Work instructions =>
Type again, exactly, the lines below from the start through the line that includes "for snippet in".

Data shown =>
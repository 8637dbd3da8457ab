//! Wikipedia Lookup Tool
//!
//! Encyclopedia lookup with the same caps as the Arxiv variant: one result,
//! 200 characters of extract.

use std::sync::Arc;

use async_trait::async_trait;

use agent_core::{Result as CoreResult, Tool, ToolSpec};

use super::format_snippets;
use crate::source::SearchSource;

const RESULT_LIMIT: usize = 1;
const CONTENT_CHAR_LIMIT: usize = 200;

/// Tool for looking up Wikipedia articles
pub struct WikipediaLookupTool {
    source: Arc<dyn SearchSource>,
}

impl WikipediaLookupTool {
    pub fn new(source: Arc<dyn SearchSource>) -> Self {
        Self { source }
    }
}

#[async_trait]
impl Tool for WikipediaLookupTool {
    fn spec(&self) -> ToolSpec {
        ToolSpec::new(
            "wikipedia_lookup",
            "Look up an article on Wikipedia. Best for encyclopedic facts, \
             definitions, and summaries of well-known topics.",
        )
        .with_max_results(RESULT_LIMIT)
        .with_max_chars(CONTENT_CHAR_LIMIT)
    }

    async fn query(&self, input: &str) -> CoreResult<String> {
        let mut snippets = self.source.search(input, RESULT_LIMIT).await?;
        for snippet in &mut snippets {
            snippet.truncate_content(CONTENT_CHAR_LIMIT);
        }
        tracing::debug!(results = snippets.len(), "wikipedia lookup completed");
        Ok(format_snippets(&snippets))
    }
}
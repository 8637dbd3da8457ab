//! Error Types for Retrieval Sources

use thiserror::Error;

pub type Result<T> = std::result::Result<T, ResearchError>;

#[derive(Error, Debug)]
pub enum ResearchError {
    #[error("Search provider error: {0}")]
    Api(String),

    #[error("Rejected credential for {0}")]
    Credential(String),

    #[error("Malformed response: {0}")]
    Parse(String),

    #[error("Configuration error: {0}")]
    Config(String),

    #[error("Network error: {0}")]
    Network(#[from] reqwest::Error),

    #[error("Serialization error: {0}")]
    Serialization(#[from] serde_json::Error),
}

impl From<ResearchError> for agent_core::AgentError {
    fn from(err: ResearchError) -> Self {
        agent_core::AgentError::ToolExecution(err.to_string())
    }
}
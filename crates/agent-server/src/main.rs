//! Research Agent HTTP Server
//!
//! Axum-based server providing the chat REST API, a WebSocket streaming
//! endpoint for intermediate reasoning, and the static WASM frontend.
//!
//! Startup order matters: the environment is loaded and validated before
//! any tool is constructed. A missing `TAVILY_API_KEY` halts the process
//! with a visible error before the server accepts a single request.

mod config;
mod handlers;
mod state;

use std::sync::Arc;

use axum::{
    routing::{get, post},
    Router,
};
use tower_http::{
    cors::{Any, CorsLayer},
    trace::TraceLayer,
};
use tracing_subscriber::{layer::SubscriberExt, util::SubscriberInitExt};

use agent_core::{MemorySessionStore, ToolRegistry};
use research_tools::{
    tools::{ArxivLookupTool, WebSearchTool, WikipediaLookupTool},
    ArxivClient, TavilyClient, WikipediaClient,
};

use crate::config::ServerConfig;
use crate::handlers::{
    chat_handler, chat_stream_handler, health_check, list_tools, session_messages,
};
use crate::state::AppState;

#[tokio::main]
async fn main() -> anyhow::Result<()> {
    // Initialize tracing
    tracing_subscriber::registry()
        .with(tracing_subscriber::EnvFilter::new(
            std::env::var("RUST_LOG").unwrap_or_else(|_| "info,tower_http=debug".into()),
        ))
        .with(tracing_subscriber::fmt::layer())
        .init();

    // Load environment first; config validation is fatal on a missing
    // search credential, before any tool exists.
    dotenvy::dotenv().ok();
    let config = ServerConfig::from_env().inspect_err(|e| {
        tracing::error!("❌ {e}");
    })?;

    // Initialize tools
    let mut tools = ToolRegistry::new();
    tools.register(WebSearchTool::new(Arc::new(TavilyClient::new(
        config.tavily_api_key.clone(),
    ))));
    tools.register(ArxivLookupTool::new(Arc::new(ArxivClient::new())));
    tools.register(WikipediaLookupTool::new(Arc::new(WikipediaClient::new())));

    tracing::info!("Registered {} tools:", tools.len());
    let mut names = tools.names();
    names.sort_unstable();
    for name in names {
        tracing::info!("  • {}", name);
    }
    tracing::info!("Model: {}", config.model);

    // Build application state
    let state = AppState {
        tools: Arc::new(tools),
        sessions: Arc::new(MemorySessionStore::new()),
        model: config.model.clone(),
    };

    // CORS configuration
    let cors = CorsLayer::new()
        .allow_origin(Any)
        .allow_methods(Any)
        .allow_headers(Any);

    // Build router
    let app = Router::new()
        // Health & info
        .route("/health", get(health_check))
        .route("/api/tools", get(list_tools))
        .route("/api/sessions/{id}/messages", get(session_messages))
        // Agent API
        .route("/api/chat", post(chat_handler))
        .route("/api/chat/stream", get(chat_stream_handler))
        // Static files (WASM frontend)
        .nest_service("/", tower_http::services::ServeDir::new("static"))
        .layer(cors)
        .layer(TraceLayer::new_for_http())
        .with_state(state);

    // Start server
    let listener = tokio::net::TcpListener::bind(&config.bind_addr).await?;

    tracing::info!("══════════════════════════════════════════════════");
    tracing::info!("🔎 research-agent server running on http://{}", config.bind_addr);
    tracing::info!("══════════════════════════════════════════════════");
    tracing::info!("");
    tracing::info!("Endpoints:");
    tracing::info!("  GET  /health                      - Health check");
    tracing::info!("  GET  /api/tools                   - List registered tools");
    tracing::info!("  GET  /api/sessions/{{id}}/messages  - Session history");
    tracing::info!("  POST /api/chat                    - Send message");
    tracing::info!("  GET  /api/chat/stream             - WebSocket streaming");
    tracing::info!("");

    axum::serve(listener, app).await?;

    Ok(())
}
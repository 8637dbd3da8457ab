//! # agent-core
//!
//! Provider-agnostic agent engine with an explicit ReAct reasoning loop and a
//! text-in/text-out tool system.
//!
//! ## Architecture
//!
//! ```text
//! ┌─────────────────────────────────────────────────────────────┐
//! │                        Agent                                 │
//! │  ┌─────────────┐  ┌─────────────┐  ┌─────────────────────┐  │
//! │  │  Reasoning  │  │    Tool     │  │   LlmProvider       │  │
//! │  │    Loop     │──│   Registry  │──│   (Strategy)        │  │
//! │  └──────┬──────┘  └─────────────┘  └─────────────────────┘  │
//! │         │ AgentEvent stream (thoughts, tool calls, answer)  │
//! └─────────┴───────────────────────────────────────────────────┘
//! ```
//!
//! The reasoning loop is owned here rather than delegated to an external
//! framework: the agent thinks (streamed completion), acts (tool call),
//! observes (tool output fed back), and finishes (a completion with no tool
//! call is the final answer). Intermediate steps surface as [`AgentEvent`]s.

pub mod error;
pub mod event;
pub mod message;
pub mod provider;
pub mod reasoning;
pub mod session;
pub mod tool;

pub use error::{AgentError, Result};
pub use event::AgentEvent;
pub use message::{Conversation, Message, Role};
pub use provider::LlmProvider;
pub use reasoning::{Agent, AgentConfig};
pub use session::{MemorySessionStore, Session, SessionId, SessionStore};
pub use tool::{Tool, ToolCall, ToolRegistry, ToolResult, ToolSpec};
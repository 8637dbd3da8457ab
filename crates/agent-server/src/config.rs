//! Server Configuration
//!
//! Environment-driven configuration, loaded once at startup. A missing
//! search credential is fatal: the process halts before any tool is
//! constructed and before the listener binds.

use anyhow::{Context, Result};

/// Configuration loaded from the process environment
#[derive(Clone)]
pub struct ServerConfig {
    /// Tavily search credential. Required; read-only after startup.
    pub tavily_api_key: String,

    /// Listen address
    pub bind_addr: String,

    /// Model identifier passed to Groq on every turn
    pub model: String,
}

impl ServerConfig {
    /// Read configuration from the environment.
    ///
    /// The Groq API key is deliberately absent here: it is supplied
    /// per-session by the user, not by the process environment.
    pub fn from_env() -> Result<Self> {
        Self::from_vars(
            std::env::var("TAVILY_API_KEY").ok(),
            std::env::var("BIND_ADDR").ok(),
            std::env::var("GROQ_MODEL").ok(),
        )
    }

    fn from_vars(
        tavily_api_key: Option<String>,
        bind_addr: Option<String>,
        model: Option<String>,
    ) -> Result<Self> {
        let tavily_api_key = tavily_api_key
            .filter(|key| !key.trim().is_empty())
            .context("TAVILY_API_KEY not found. Set it in the environment or a .env file.")?;

        Ok(Self {
            tavily_api_key,
            bind_addr: bind_addr.unwrap_or_else(|| "0.0.0.0:3000".into()),
            model: model.unwrap_or_else(|| "llama-3.3-70b-versatile".into()),
        })
    }
}

#[cfg(test)]
mod tests {
    use super::*;

    #[test]
    fn test_missing_tavily_key_is_fatal() {
        assert!(ServerConfig::from_vars(None, None, None).is_err());
    }

    #[test]
    fn test_blank_tavily_key_is_fatal() {
        assert!(ServerConfig::from_vars(Some("   ".into()), None, None).is_err());
    }

    #[test]
    fn test_defaults() {
        let config =
            ServerConfig::from_vars(Some("tvly-test-key".into()), None, None).unwrap();
        assert_eq!(config.tavily_api_key, "tvly-test-key");
        assert_eq!(config.bind_addr, "0.0.0.0:3000");
        assert_eq!(config.model, "llama-3.3-70b-versatile");
    }
}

Response =>
repository 8637dbd3da8457ab
//! Wikipedia Lookup Tool
//!
//! Encyclopedia lookup with the same caps as the Arxiv variant: one result,
//! 200 characters of extract.

use std::sync::Arc;

use async_trait::async_trait;

use agent_core::{Result as CoreResult, Tool, ToolSpec};

use super::format_snippets;
use crate::source::SearchSource;

const RESULT_LIMIT: usize = 1;
const CONTENT_CHAR_LIMIT: usize = 200;

/// Tool for looking up Wikipedia articles
pub struct WikipediaLookupTool {
    source: Arc<dyn SearchSource>,
}

impl WikipediaLookupTool {
    pub fn new(source: Arc<dyn SearchSource>) -> Self {
        Self { source }
    }
}

#[async_trait]
impl Tool for WikipediaLookupTool {
    fn spec(&self) -> ToolSpec {
        ToolSpec::new(
            "wikipedia_lookup",
            "Look up an article on Wikipedia. Best for encyclopedic facts, \
             definitions, and summaries of well-known topics.",
        )
        .with_max_results(RESULT_LIMIT)
        .with_max_chars(CONTENT_CHAR_LIMIT)
    }

    async fn query(&self, input: &str) -> CoreResult<String> {
        let mut snippets = self.source.search(input, RESULT_LIMIT).await?;
        for snippet in &mut snippets {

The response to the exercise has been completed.